Your application is then subject to an individual assessment and you will be informed in detail about its processing.

Right to data portability

If you wish the Controller to provide your personal data to another Controller, resp. to another company, the Controller will transfer your personal data in the appropriate format to the entity designated by you, provided that no legal or other significant obstacles prevent it from doing so.

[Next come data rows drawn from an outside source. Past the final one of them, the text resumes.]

//! Application layer: the components the web and CLI surfaces drive.
//!
//! Components hold their own state and reach collaborators only through the
//! ports in [`crate::domain::ports`].
//!
//! # Available Components
//!
//! - [`forms::RegistrationForm`] - Registration validation and submission
//! - [`forms::ShareLinkDialog`] - Share link synthesis and clipboard copy
//! - [`forms::FormRegistry`] - Open registration forms of the web surface

pub mod forms;
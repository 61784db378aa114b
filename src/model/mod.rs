//! Tool, workpiece material and operation state

use crate::interpolate::FeedSpeed;

/// Cutting tool
#[derive(Debug, Clone, PartialEq)]
pub struct Tool {
    pub diameter: Option<f64>, // inches, unset until the user supplies it
    pub teeth: u32,
    pub material: Option<String>, // HSS, Carbide, ...
    pub stickout: f64,
    pub scale_factor: f64,
}

impl Default for Tool {
    fn default() -> Self {
        Self {
            diameter: None,
            teeth: 1,
            material: None,
            stickout: 0.0,
            scale_factor: 1.0,
        }
    }
}

/// Workpiece material
#[derive(Debug, Clone, PartialEq)]
pub struct Material {
    pub family: Option<String>,
    pub species: Option<String>,
    pub hardness: f64,      // Brinell
    pub surface_speed: f64, // ft/min, nominal
}

impl Default for Material {
    fn default() -> Self {
        Self {
            family: None,
            species: None,
            hardness: 1.0,
            surface_speed: 1.0,
        }
    }
}

impl Material {
    pub fn reset(&mut self) {
        self.family = None;
        self.species = None;
    }
}

/// Cut parameters and the quantities derived from them
#[derive(Debug, Clone, PartialEq)]
pub struct Operation {
    pub kind: Option<String>, // e.g. "End Milling"
    pub cut_width: f64,       // in
    pub depth_of_cut: f64,    // in
    pub chipload: f64,        // in/tooth, as entered

    // Power model factors
    pub feed_factor: f64, // C
    pub wear_factor: f64, // W
    pub efficiency: f64,  // E

    // Derived
    pub resolved: Option<FeedSpeed>, // feed and speed of the last pass
    pub rpm: Option<u32>,
    pub feed_rate: Option<f64>,    // in/min
    pub removal_rate: Option<f64>, // in^3/min
    pub motor_power: Option<f64>,  // hp
}

impl Default for Operation {
    fn default() -> Self {
        Self {
            kind: None,
            cut_width: 2.0,
            depth_of_cut: 0.25,
            chipload: 0.01,
            feed_factor: 1.0,
            wear_factor: 1.0,
            efficiency: 1.0,
            resolved: None,
            rpm: None,
            feed_rate: None,
            removal_rate: None,
            motor_power: None,
        }
    }
}

impl Operation {
    /// Forget every derived quantity so nothing stale is shown
    pub fn clear_derived(&mut self) {
        self.resolved = None;
        self.rpm = None;
        self.feed_rate = None;
        self.clear_power();
    }

    pub fn clear_power(&mut self) {
        self.removal_rate = None;
        self.motor_power = None;
    }
}

#[cfg(test)]
mod tests {
    use super::*;

    #[test]
    fn test_defaults() {
        let tool = Tool::default();
        assert_eq!(tool.teeth, 1);
        assert_eq!(tool.diameter, None);

        let op = Operation::default();
        assert_eq!(op.cut_width, 2.0);
        assert_eq!(op.depth_of_cut, 0.25);
        assert_eq!(op.chipload, 0.01);
    }

    #[test]
    fn test_clear_derived() {
        let mut op = Operation {
            resolved: Some(FeedSpeed { feed: 0.004, speed: 300.0 }),
            rpm: Some(1100),
            feed_rate: Some(8.8),
            removal_rate: Some(4.4),
            motor_power: Some(0.5),
            ..Operation::default()
        };
        op.clear_derived();
        assert_eq!(op.resolved, None);
        assert_eq!(op.rpm, None);
        assert_eq!(op.feed_rate, None);
        assert_eq!(op.motor_power, None);
    }

    #[test]
    fn test_material_reset() {
        let mut m = Material {
            family: Some("Plywood".to_string()),
            species: Some("Baltic Birch".to_string()),
            ..Material::default()
        };
        m.reset();
        assert_eq!(m, Material::default());
    }
}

Right to object and automated individual decision-making

If you become aware or believe that the Controller is processing personal data in violation of the protection of your private and personal life or in violation of the law (provided that the personal data is processed by the Controller on the basis of public or legitimate interest, or is processed for direct marketing purposes, including profiling, or for statistical purposes or for purposes of scientific or historical interest), you may contact the Controller and ask it to explain or remedy the defect.

You can also object directly to automated decision-making and profiling.

Right to lodge a complaint with the Office for Personal Data Protection

You may at any time contact the supervisory authority, the Office for Personal Data Protection, with its registered office at Pplk. Sochora 27, 170 00 Prague 7, website https:/ /www.uoou.cz/ .

Right to withdraw consent

You have the right to revoke your consent to the processing of personal data at any time by filling in the form, by sending the revocation to the address of the Administrator’s registered office or by using the link in the e-mail communication.

AUTOMATIC EVALUATION AND PROFILING

Personal data may be automatically evaluated and, where appropriate, used for profiling or automatic decision-making by the Controller.

UPDATING THE PRIVACY POLICY

This Policy may be modified or updated from time to time. Any changes to this Privacy Policy will become effective upon the posting of the updated Privacy Policy on the Controller’s website.